- [What is required] Going through the data below, please show each line containing the string "first".

- [The data]
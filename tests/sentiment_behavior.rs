//! Behavior-driven tests for headline scoring and daily aggregation.

use tickerlens_analytics::signal::score_headlines;
use tickerlens_analytics::{
    aggregate, LexiconScorer, ScorerError, SentimentLabel, SentimentReport, SentimentScorer,
};
use tickerlens_tests::{assert_close, date, headline};

/// Reads the score straight out of the headline text.
struct LiteralScorer;

impl SentimentScorer for LiteralScorer {
    fn score(&self, text: &str) -> Result<f64, ScorerError> {
        text.parse::<f64>()
            .map_err(|_| ScorerError::new(format!("not a number: {text}")))
    }
}

// ============================================================================
// Lexicon scoring
// ============================================================================

#[test]
fn when_headline_is_upbeat_system_scores_it_positive() {
    // Given
    let scorer = LexiconScorer::default();

    // When
    let score = scorer.score("TSLA surges on strong earnings").expect("score");

    // Then
    assert_close(score, 0.55);
}

#[test]
fn when_headline_negates_a_positive_word_system_flips_its_sign() {
    // Given
    let scorer = LexiconScorer::default();

    // When
    let score = scorer.score("earnings not strong").expect("score");

    // Then
    assert_close(score, -0.25);
}

#[test]
fn when_headline_has_no_known_words_system_scores_neutral() {
    let score = LexiconScorer::default()
        .score("Company holds annual meeting")
        .expect("score");
    assert_eq!(score, 0.0);
}

// ============================================================================
// Daily aggregation
// ============================================================================

#[test]
fn when_several_headlines_share_a_day_system_averages_them() {
    // Given: two headlines on Jan 2 and one on Jan 3
    let headlines = [
        headline("2024-01-02T09:00:00Z", "0.4"),
        headline("2024-01-02T15:30:00Z", "-0.2"),
        headline("2024-01-03T11:00:00Z", "0.6"),
    ];

    // When
    let daily = aggregate(&headlines, &LiteralScorer);

    // Then
    assert_eq!(daily.len(), 2);
    assert_close(daily.get(date("2024-01-02")).expect("jan 2"), 0.1);
    assert_close(daily.get(date("2024-01-03")).expect("jan 3"), 0.6);
}

#[test]
fn when_headline_lands_late_in_the_day_system_buckets_by_utc_date() {
    // Given
    let headlines = [headline("2024-01-02T23:59:59Z", "0.3")];

    // When
    let daily = aggregate(&headlines, &LiteralScorer);

    // Then
    assert!(daily.get(date("2024-01-02")).is_some());
    assert_eq!(daily.get(date("2024-01-03")), None);
    assert_eq!(daily.get_or_neutral(date("2024-01-03")), 0.0);
}

#[test]
fn when_scorer_fails_system_counts_the_headline_as_neutral() {
    // Given: one unreadable headline next to a scored one
    let headlines = [
        headline("2024-01-02T09:00:00Z", "0.8"),
        headline("2024-01-02T10:00:00Z", "garbled"),
    ];

    // When
    let daily = aggregate(&headlines, &LiteralScorer);

    // Then: the failure contributes 0.0 to the mean
    assert_close(daily.get(date("2024-01-02")).expect("jan 2"), 0.4);
}

#[test]
fn when_scorer_overshoots_system_clamps_to_unit_range() {
    let headlines = [headline("2024-01-02T09:00:00Z", "3.5")];
    let daily = aggregate(&headlines, &LiteralScorer);
    assert_close(daily.get(date("2024-01-02")).expect("jan 2"), 1.0);
}

#[test]
fn when_no_headlines_exist_system_returns_an_empty_map() {
    let daily = aggregate(&[], &LiteralScorer);
    assert!(daily.is_empty());
}

// ============================================================================
// Reports
// ============================================================================

#[test]
fn when_most_headlines_are_positive_system_labels_the_report_bullish() {
    // Given
    let headlines = [
        headline("2024-01-02T09:00:00Z", "0.5"),
        headline("2024-01-02T10:00:00Z", "0.5"),
        headline("2024-01-02T11:00:00Z", "-0.1"),
    ];

    // When
    let report = SentimentReport::from_scores(score_headlines(&headlines, &LiteralScorer));

    // Then
    assert_close(report.average, 0.3);
    assert_eq!(report.label, SentimentLabel::Bullish);
    assert_eq!(report.headline_summary(), "Bullish (2/3)");
}

#[test]
fn when_report_is_empty_system_labels_it_neutral() {
    let report = SentimentReport::from_scores(Vec::new());
    assert_eq!(report.average, 0.0);
    assert_eq!(report.headline_summary(), "Neutral (0/0)");
}
use std::fmt::{Display, Formatter};

use serde::{Deserialize, Serialize};

use crate::ValidationError;

const MAX_SYMBOL_LEN: usize = 15;

/// Quote currencies recognised as the second leg of a crypto pair (`BTC-USD`).
const CRYPTO_QUOTE_LEGS: [&str; 4] = ["USD", "USDT", "USDC", "EUR"];

/// Broad market a ticker trades in, inferred from its shape.
#[derive(Debug, Clone, Copy, PartialEq, Eq, Serialize, Deserialize)]
#[serde(rename_all = "snake_case")]
pub enum MarketKind {
    Stock,
    Crypto,
}

/// Normalized stock or crypto ticker.
#[derive(Debug, Clone, PartialEq, Eq, PartialOrd, Ord, Hash, Serialize, Deserialize)]
#[serde(try_from = "String", into = "String")]
pub struct Symbol(String);

impl Symbol {
    /// Parse and normalize a ticker to uppercase.
    ///
    /// Accepts plain equity tickers (`NVDA`, `BRK.B`) and dash-separated
    /// crypto pairs (`BTC-USD`).
    pub fn parse(input: &str) -> Result<Self, ValidationError> {
        let normalized = input.trim().to_ascii_uppercase();
        let Some(first) = normalized.chars().next() else {
            return Err(ValidationError::EmptySymbol);
        };

        let len = normalized.chars().count();
        if len > MAX_SYMBOL_LEN {
            return Err(ValidationError::SymbolTooLong {
                len,
                max: MAX_SYMBOL_LEN,
            });
        }

        if !first.is_ascii_alphabetic() {
            return Err(ValidationError::SymbolInvalidStart { ch: first });
        }

        if let Some((index, ch)) = normalized
            .char_indices()
            .find(|(_, ch)| !(ch.is_ascii_alphanumeric() || *ch == '.' || *ch == '-'))
        {
            return Err(ValidationError::SymbolInvalidChar { ch, index });
        }

        Ok(Self(normalized))
    }

    pub fn as_str(&self) -> &str {
        &self.0
    }

    pub fn market(&self) -> MarketKind {
        match self.0.rsplit_once('-') {
            Some((base, quote)) if !base.is_empty() && CRYPTO_QUOTE_LEGS.contains(&quote) => {
                MarketKind::Crypto
            }
            _ => MarketKind::Stock,
        }
    }
}

impl Display for Symbol {
    fn fmt(&self, f: &mut Formatter<'_>) -> std::fmt::Result {
        f.write_str(self.as_str())
    }
}

impl TryFrom<String> for Symbol {
    type Error = ValidationError;

    fn try_from(value: String) -> Result<Self, Self::Error> {
        Self::parse(&value)
    }
}

impl TryFrom<&str> for Symbol {
    type Error = ValidationError;

    fn try_from(value: &str) -> Result<Self, Self::Error> {
        Self::parse(value)
    }
}

impl From<Symbol> for String {
    fn from(value: Symbol) -> Self {
        value.0
    }
}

- [Task output]
        let Some(first) = normalized.chars().next() else {
        if !first.is_ascii_alphabetic() {
            return Err(ValidationError::SymbolInvalidStart { ch: first });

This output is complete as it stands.